ID-Guard: A Universal Framework for Combating Facial Manipulation via Breaking Identification
Zuomin Qu, Wei Lu, Xiangyang Luo, Qian Wang, Xiaochun Cao
TL;DR
ID-Guard tackles the problem of facial manipulation by introducing a universal, proactive defense that generates cross-model transferable perturbations in a single forward pass. It combines an Identity Destruction Module to erase identifiable facial features with a dynamic, multi-task training scheme (including MGDA and KPI-based strategies) and a gradient prior perturbation to stabilize optimization. The approach delivers strong cross-model disruption across multiple open-source manipulators, effectively degrading identity information as measured by $L_{2}^{face}$ and ID similarity, while remaining inconspicuous within a perturbation bound $\|\delta\|_\infty \le \epsilon$. It also demonstrates practical utility as an adversarial training module and remains robust under lossy operations and in gray-box settings, offering a versatile tool for mitigating face stigmatization and enhancing resilience of downstream systems.
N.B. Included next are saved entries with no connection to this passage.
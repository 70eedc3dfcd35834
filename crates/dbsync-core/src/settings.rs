use std::collections::BTreeMap;
use std::path::{Path, PathBuf};

use serde::{Deserialize, Serialize};

use crate::error::{Result, SyncError};

/// Settings file looked up in the working directory when `--config` is absent.
pub const DEFAULT_SETTINGS_FILE: &str = "dbsync.toml";

/// Environment variables the resolver reads.
pub const ENV_KEYS: &[&str] = &[
    "DB_ENGINE",
    "DB_NAME",
    "DB_USER",
    "DB_PASSWORD",
    "DB_HOST",
    "DB_PORT",
    "DB_SSLMODE",
    "DB_SCHEMA",
    "DB_CONN_MAX_AGE",
    "DB_CONN_HEALTH_CHECKS",
    "LOCAL_DB_PATH",
    "CACHE_BACKEND",
    "CACHE_TABLE",
];

/// Optional TOML settings layered between built-in defaults and the environment.
///
/// Passwords are deliberately not accepted here; see [`Settings::validate`].
#[derive(Debug, Clone, Default, Serialize, Deserialize)]
#[serde(default, deny_unknown_fields)]
pub struct Settings {
    pub local: LocalSettings,
    pub server: ServerSettings,
    pub sync: SyncSettings,
    pub cache: CacheSettings,
}

#[derive(Debug, Clone, Default, Serialize, Deserialize)]
#[serde(default, deny_unknown_fields)]
pub struct LocalSettings {
    pub path: Option<PathBuf>,
}

#[derive(Debug, Clone, Default, Serialize, Deserialize)]
#[serde(default, deny_unknown_fields)]
pub struct ServerSettings {
    pub engine: Option<String>,
    pub name: Option<String>,
    pub user: Option<String>,
    pub host: Option<String>,
    pub port: Option<u16>,
    pub sslmode: Option<String>,
    pub schema: Option<String>,
    pub conn_max_age: Option<u64>,
    pub conn_health_checks: Option<bool>,
    /// Present only so it can be rejected with a clear message.
    #[serde(skip_serializing)]
    pub password: Option<String>,
}

#[derive(Debug, Clone, Default, Serialize, Deserialize)]
#[serde(default, deny_unknown_fields)]
pub struct SyncSettings {
    pub batch_size: Option<usize>,
    pub exclude: Vec<String>,
    pub volatile_tables: Option<Vec<String>>,
    pub migrations_dir: Option<PathBuf>,
    pub manifest_path: Option<PathBuf>,
}

#[derive(Debug, Clone, Default, Serialize, Deserialize)]
#[serde(default, deny_unknown_fields)]
pub struct CacheSettings {
    pub backend: Option<String>,
    pub table: Option<String>,
}

impl Settings {
    /// Parse settings from TOML text.
    pub fn from_toml(content: &str) -> Result<Self> {
        let settings: Settings = toml::from_str(content)
            .map_err(|err| SyncError::Configuration(format!("invalid settings file: {err}")))?;
        settings.validate()?;
        Ok(settings)
    }

    /// Reject settings that would embed secrets.
    pub fn validate(&self) -> Result<()> {
        if self.server.password.is_some() {
            return Err(SyncError::Configuration(
                "passwords are not read from the settings file; set DB_PASSWORD".to_string(),
            ));
        }
        Ok(())
    }
}

/// Load settings from an explicit path, or from `dbsync.toml` when present.
///
/// An explicit path that does not exist is a configuration error; a missing
/// default file just yields empty settings.
pub fn load_settings(path: Option<&Path>) -> Result<Settings> {
    let (path, explicit) = match path {
        Some(path) => (path.to_path_buf(), true),
        None => (PathBuf::from(DEFAULT_SETTINGS_FILE), false),
    };

    if !path.exists() {
        if explicit {
            return Err(SyncError::Configuration(format!(
                "settings file not found: {}",
                path.display()
            )));
        }
        return Ok(Settings::default());
    }

    let content = std::fs::read_to_string(&path).map_err(|err| {
        SyncError::Configuration(format!("reading {}: {err}", path.display()))
    })?;
    Settings::from_toml(&content)
}

/// Snapshot of the environment variables relevant to a run.
///
/// Components receive this explicitly instead of reading the process
/// environment, which keeps resolution deterministic under test.
#[derive(Debug, Clone, Default)]
pub struct Environment {
    vars: BTreeMap<String, String>,
}

impl Environment {
    /// Capture the known keys from the process environment.
    pub fn from_process() -> Self {
        let vars = ENV_KEYS
            .iter()
            .filter_map(|key| std::env::var(key).ok().map(|value| (key.to_string(), value)))
            .collect();
        Self { vars }
    }

    pub fn from_pairs<I, K, V>(pairs: I) -> Self
    where
        I: IntoIterator<Item = (K, V)>,
        K: Into<String>,
        V: Into<String>,
    {
        let vars = pairs
            .into_iter()
            .map(|(key, value)| (key.into(), value.into()))
            .collect();
        Self { vars }
    }

    /// Value of `key`; empty strings count as unset.
    pub fn get(&self, key: &str) -> Option<&str> {
        self.vars
            .get(key)
            .map(|value| value.trim())
            .filter(|value| !value.is_empty())
    }
}

#[cfg(test)]
mod tests {
    use super::*;

    #[test]
    fn parses_sections() {
        let settings = Settings::from_toml(
            r#"
            [local]
            path = "data/dev.sqlite3"

            [server]
            host = "db.internal"
            port = 6543
            name = "vocab"
            user = "vocab"
            sslmode = "require"

            [sync]
            batch_size = 250
            exclude = ["audit_log"]

            [cache]
            backend = "database"
            "#,
        )
        .expect("parse settings");

        assert_eq!(settings.local.path, Some(PathBuf::from("data/dev.sqlite3")));
        assert_eq!(settings.server.port, Some(6543));
        assert_eq!(settings.sync.batch_size, Some(250));
        assert_eq!(settings.sync.exclude, vec!["audit_log".to_string()]);
        assert_eq!(settings.cache.backend.as_deref(), Some("database"));
    }

    #[test]
    fn rejects_passwords_in_file() {
        let err = Settings::from_toml("[server]\npassword = \"hunter2\"\n").expect_err("password");
        assert!(matches!(err, SyncError::Configuration(_)));
        assert!(!err.to_string().contains("hunter2"));
    }

    #[test]
    fn rejects_unknown_keys() {
        assert!(Settings::from_toml("[server]\nhots = \"x\"\n").is_err());
    }

    #[test]
    fn missing_explicit_file_is_an_error() {
        let missing = std::env::temp_dir().join(format!("dbsync_{}.toml", uuid::Uuid::new_v4()));
        assert!(load_settings(Some(&missing)).is_err());
    }

    #[test]
    fn empty_env_values_are_unset() {
        let env = Environment::from_pairs([("DB_HOST", "  "), ("DB_NAME", "vocab")]);
        assert_eq!(env.get("DB_HOST"), None);
        assert_eq!(env.get("DB_NAME"), Some("vocab"));
    }
}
Overall, ID-Guard provides a scalable, plug-and-play framework for proactive defense against facial manipulation with tangible societal and technical impact.
Abstract
The misuse of deep learning-based facial manipulation poses a significant threat to civil rights. To prevent this fraud at its source, proactive defense has been proposed to disrupt the manipulation process by adding invisible adversarial perturbations into images, making the forged output unconvincing to observers. However, the non-specific disruption against the output may lead to the retention of identifiable facial features, potentially resulting in the stigmatization of the individual. This paper proposes a universal framework for combating facial manipulation, termed ID-Guard. Specifically, this framework operates with a single forward pass of an encoder-decoder network to produce a cross-model transferable adversarial perturbation. A novel Identity Destruction Module (IDM) is introduced to degrade identifiable features in forged faces. We optimize the perturbation generation by framing the disruption of different facial manipulations as a multi-task learning problem, and a dynamic weight strategy is devised to enhance cross-model performance. Experimental results demonstrate that the proposed ID-Guard exhibits strong efficacy in defending against various facial manipulation models, effectively degrading identifiable regions in manipulated images. It also enables disrupted images to evade facial inpainting and image recognition systems. Additionally, ID-Guard can seamlessly function as a plug-and-play component, integrating with other tasks such as adversarial training.